> **PROBLEM DESCRIPTION**
Please restate the material below word for word, from the first line through the one that contains "let num_robots = articulation.robot_count();", inclusive.

═════ THE RECORDS

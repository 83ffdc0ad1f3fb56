//! 状态同步器
//!
//! 每个周期读取一种机器人所有副本的根位姿与关节位置，速度来源二选一：
//!
//! - `VelocitySource::Direct`: 直接读取 articulation 报告的速度
//! - `VelocitySource::Differentiated { dt }`: 对位置/姿态数值微分
//!
//! 微分模式下，reset 周期的速度严格为零（避免 reset 造成的速度尖峰），
//! 并且每个周期结束时都用最新状态刷新 `_prev` 缓冲区。

use nalgebra::Vector3;
use robogym_articulation::SharedArticulation;
use robogym_types::{Batch, Device};
use tracing::{debug, info, trace};

use crate::SyncError;
use crate::kinematics::quat_to_omega;

/// 速度来源
#[derive(Debug, Clone, Copy, PartialEq)]
pub enum VelocitySource {
    /// 直接读取仿真器速度
    Direct,
    /// 以步长 `dt`（秒）数值微分
    Differentiated { dt: f64 },
}

impl VelocitySource {
    /// `None` 表示直接读取
    pub fn from_dt(dt: Option<f64>) -> Self {
        match dt {
            Some(dt) => VelocitySource::Differentiated { dt },
            None => VelocitySource::Direct,
        }
    }
}

/// 一种机器人的状态同步器
pub struct StateSynchronizer {
    articulation: SharedArticulation,
    num_robots: usize,
    num_joints: usize,
    device: Device,
    spawn_offset: Vector3<f64>,

    root_p: Batch,
    root_q: Batch,
    root_v: Batch,
    root_omega: Batch,
    jnts_q: Batch,
    jnts_v: Batch,

    root_p_prev: Batch,
    root_q_prev: Batch,
    jnts_q_prev: Batch,

    root_p_default: Batch,
    root_q_default: Batch,
    root_abs_offsets: Batch,
}

impl StateSynchronizer {
    /// 读取初始状态并计算默认位姿
    ///
    /// - 默认根位置 = 初始根位置 + `spawn_offset`
    /// - 默认根姿态 = 初始根姿态
    /// - `root_abs_offsets` 的 x/y 取初始根位置，z = 0
    pub fn new(
        articulation: SharedArticulation,
        spawn_offset: Vector3<f64>,
    ) -> Result<Self, SyncError> {
        if !articulation.is_initialized() {
            return Err(SyncError::ArticulationNotInitialized);
        }
        let num_robots = articulation.robot_count();
        let num_joints = articulation.joint_count();
        let device = articulation.device();

        let (root_p, root_q) = articulation.world_poses()?;
        check_shape("root positions", &root_p, num_robots, 3)?;
        check_shape("root orientations", &root_q, num_robots, 4)?;
        let jnts_q = articulation.joint_positions()?;
        check_shape("joint positions", &jnts_q, num_robots, num_joints)?;
        let root_v = articulation.linear_velocities()?;
        check_shape("root linear velocities", &root_v, num_robots, 3)?;
        let root_omega = articulation.angular_velocities()?;
        check_shape("root angular velocities", &root_omega, num_robots, 3)?;
        let jnts_v = articulation.joint_velocities()?;
        check_shape("joint velocities", &jnts_v, num_robots, num_joints)?;

        let mut root_p_default = root_p.clone();
        let mut root_abs_offsets = Batch::zeros(num_robots, 3, device);
        for r in 0..num_robots {
            for c in 0..3 {
                root_p_default[(r, c)] += spawn_offset[c];
            }
            root_abs_offsets[(r, 0)] = root_p[(r, 0)];
            root_abs_offsets[(r, 1)] = root_p[(r, 1)];
        }

        info!(
            "State synchronizer created: {} robots x {} joints, spawn offset [{:.3}, {:.3}, {:.3}]",
            num_robots, num_joints, spawn_offset.x, spawn_offset.y, spawn_offset.z
        );

        Ok(Self {
            articulation,
            num_robots,
            num_joints,
            device,
            spawn_offset,
            root_p_prev: root_p.clone(),
            root_q_prev: root_q.clone(),
            jnts_q_prev: jnts_q.clone(),
            root_q_default: root_q.clone(),
            root_p_default,
            root_abs_offsets,
            root_p,
            root_q,
            root_v,
            root_omega,
            jnts_q,
            jnts_v,
        })
    }

    /// 刷新一个周期的状态
    ///
    /// `reset` 只影响微分模式：速度置零，随后照常刷新 `_prev`。
    /// 读取、校验与微分全部成功后才写回缓冲区；出错时状态保持不变。
    pub fn refresh(&mut self, source: VelocitySource, reset: bool) -> Result<(), SyncError> {
        if !self.articulation.is_initialized() {
            return Err(SyncError::ArticulationNotInitialized);
        }
        match source {
            VelocitySource::Differentiated { dt } if !(dt.is_finite() && dt > 0.0) => {
                return Err(SyncError::InvalidDt(dt));
            },
            _ => {},
        }

        let (n, j) = (self.num_robots, self.num_joints);
        let (root_p, root_q) = self.articulation.world_poses()?;
        check_shape("root positions", &root_p, n, 3)?;
        check_shape("root orientations", &root_q, n, 4)?;
        let jnts_q = self.articulation.joint_positions()?;
        check_shape("joint positions", &jnts_q, n, j)?;

        let (root_v, root_omega, jnts_v) = match source {
            VelocitySource::Direct => {
                let root_v = self.articulation.linear_velocities()?;
                check_shape("root linear velocities", &root_v, n, 3)?;
                let root_omega = self.articulation.angular_velocities()?;
                check_shape("root angular velocities", &root_omega, n, 3)?;
                let jnts_v = self.articulation.joint_velocities()?;
                check_shape("joint velocities", &jnts_v, n, j)?;
                (root_v, root_omega, jnts_v)
            },
            VelocitySource::Differentiated { .. } if reset => (
                Batch::zeros(n, 3, self.device),
                Batch::zeros(n, 3, self.device),
                Batch::zeros(n, j, self.device),
            ),
            VelocitySource::Differentiated { dt } => {
                let root_omega = quat_to_omega(&root_q, &self.root_q_prev, dt)?;
                (
                    difference_quotient(&root_p, &self.root_p_prev, dt),
                    root_omega,
                    difference_quotient(&jnts_q, &self.jnts_q_prev, dt),
                )
            },
        };

        if let VelocitySource::Differentiated { .. } = source {
            self.root_p_prev.as_matrix_mut().copy_from(root_p.as_matrix());
            self.root_q_prev.as_matrix_mut().copy_from(root_q.as_matrix());
            self.jnts_q_prev.as_matrix_mut().copy_from(jnts_q.as_matrix());
        }
        self.root_p = root_p;
        self.root_q = root_q;
        self.jnts_q = jnts_q;
        self.root_v = root_v;
        self.root_omega = root_omega;
        self.jnts_v = jnts_v;

        trace!("State refreshed ({:?}, reset: {})", source, reset);
        Ok(())
    }

    /// 用当前根位姿覆盖默认根位姿
    pub fn sync_default_root_states(&mut self) {
        self.root_p_default
            .as_matrix_mut()
            .copy_from(self.root_p.as_matrix());
        self.root_q_default
            .as_matrix_mut()
            .copy_from(self.root_q.as_matrix());
    }

    /// 下发默认关节状态（homing 位置，零速度、零力矩）
    pub fn push_joint_defaults(&self, homing: &Batch) -> Result<(), SyncError> {
        check_shape("homing", homing, self.num_robots, self.num_joints)?;
        let zeros = Batch::zeros(self.num_robots, self.num_joints, self.device);
        self.articulation
            .set_joints_default_state(homing, &zeros, &zeros)?;
        Ok(())
    }

    /// 下发默认根位姿
    pub fn push_root_defaults(&self) -> Result<(), SyncError> {
        self.articulation
            .set_default_state(&self.root_p_default, &self.root_q_default)?;
        Ok(())
    }

    /// 下发默认关节状态与默认根位姿
    pub fn push_defaults(&self, homing: &Batch) -> Result<(), SyncError> {
        self.push_joint_defaults(homing)?;
        self.push_root_defaults()?;
        debug!("Default joint and root states pushed");
        Ok(())
    }

    pub fn root_p(&self) -> &Batch {
        &self.root_p
    }

    pub fn root_q(&self) -> &Batch {
        &self.root_q
    }

    pub fn root_v(&self) -> &Batch {
        &self.root_v
    }

    pub fn root_omega(&self) -> &Batch {
        &self.root_omega
    }

    pub fn jnts_q(&self) -> &Batch {
        &self.jnts_q
    }

    pub fn jnts_v(&self) -> &Batch {
        &self.jnts_v
    }

    pub fn root_p_prev(&self) -> &Batch {
        &self.root_p_prev
    }

    pub fn root_q_prev(&self) -> &Batch {
        &self.root_q_prev
    }

    pub fn jnts_q_prev(&self) -> &Batch {
        &self.jnts_q_prev
    }

    pub fn root_p_default(&self) -> &Batch {
        &self.root_p_default
    }

    pub fn root_q_default(&self) -> &Batch {
        &self.root_q_default
    }

    /// 各副本在地面上的参考位置（x/y 为初始根位置，z = 0）
    pub fn root_abs_offsets(&self) -> &Batch {
        &self.root_abs_offsets
    }

    pub fn spawn_offset(&self) -> &Vector3<f64> {
        &self.spawn_offset
    }

    pub fn num_robots(&self) -> usize {
        self.num_robots
    }

    pub fn num_joints(&self) -> usize {
        self.num_joints
    }

    pub fn device(&self) -> Device {
        self.device
    }
}

fn check_shape(
    what: &'static str,
    b: &Batch,
    expected_rows: usize,
    expected_cols: usize,
) -> Result<(), SyncError> {
    if b.shape() != (expected_rows, expected_cols) {
        return Err(SyncError::ShapeMismatch {
            what,
            expected_rows,
            expected_cols,
            rows: b.rows(),
            cols: b.cols(),
        });
    }
    Ok(())
}

/// `(x − x_prev) / dt`
fn difference_quotient(x: &Batch, x_prev: &Batch, dt: f64) -> Batch {
    let mut out = x.clone();
    for (o, b) in out.as_matrix_mut().iter_mut().zip(x_prev.as_matrix().iter()) {
        *o = (*o - b) / dt;
    }
    out
}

══════════

> **ANSWER TO THIS TASK**
repository 83ffdc0ad1f3fb56
//! 状态同步器
//!
//! 每个周期读取一种机器人所有副本的根位姿与关节位置，速度来源二选一：
//!
//! - `VelocitySource::Direct`: 直接读取 articulation 报告的速度
//! - `VelocitySource::Differentiated { dt }`: 对位置/姿态数值微分
//!
//! 微分模式下，reset 周期的速度严格为零（避免 reset 造成的速度尖峰），
//! 并且每个周期结束时都用最新状态刷新 `_prev` 缓冲区。

use nalgebra::Vector3;
use robogym_articulation::SharedArticulation;
use robogym_types::{Batch, Device};
use tracing::{debug, info, trace};

use crate::SyncError;
use crate::kinematics::quat_to_omega;

/// 速度来源
#[derive(Debug, Clone, Copy, PartialEq)]
pub enum VelocitySource {
    /// 直接读取仿真器速度
    Direct,
    /// 以步长 `dt`（秒）数值微分
    Differentiated { dt: f64 },
}

impl VelocitySource {
    /// `None` 表示直接读取
    pub fn from_dt(dt: Option<f64>) -> Self {
        match dt {
            Some(dt) => VelocitySource::Differentiated { dt },
            None => VelocitySource::Direct,
        }
    }
}

/// 一种机器人的状态同步器
pub struct StateSynchronizer {
    articulation: SharedArticulation,
    num_robots: usize,
    num_joints: usize,
    device: Device,
    spawn_offset: Vector3<f64>,

    root_p: Batch,
    root_q: Batch,
    root_v: Batch,
    root_omega: Batch,
    jnts_q: Batch,
    jnts_v: Batch,

    root_p_prev: Batch,
    root_q_prev: Batch,
    jnts_q_prev: Batch,

    root_p_default: Batch,
    root_q_default: Batch,
    root_abs_offsets: Batch,
}

impl StateSynchronizer {
    /// 读取初始状态并计算默认位姿
    ///
    /// - 默认根位置 = 初始根位置 + `spawn_offset`
    /// - 默认根姿态 = 初始根姿态
    /// - `root_abs_offsets` 的 x/y 取初始根位置，z = 0
    pub fn new(
        articulation: SharedArticulation,
        spawn_offset: Vector3<f64>,
    ) -> Result<Self, SyncError> {
        if !articulation.is_initialized() {
            return Err(SyncError::ArticulationNotInitialized);
        }
        let num_robots = articulation.robot_count();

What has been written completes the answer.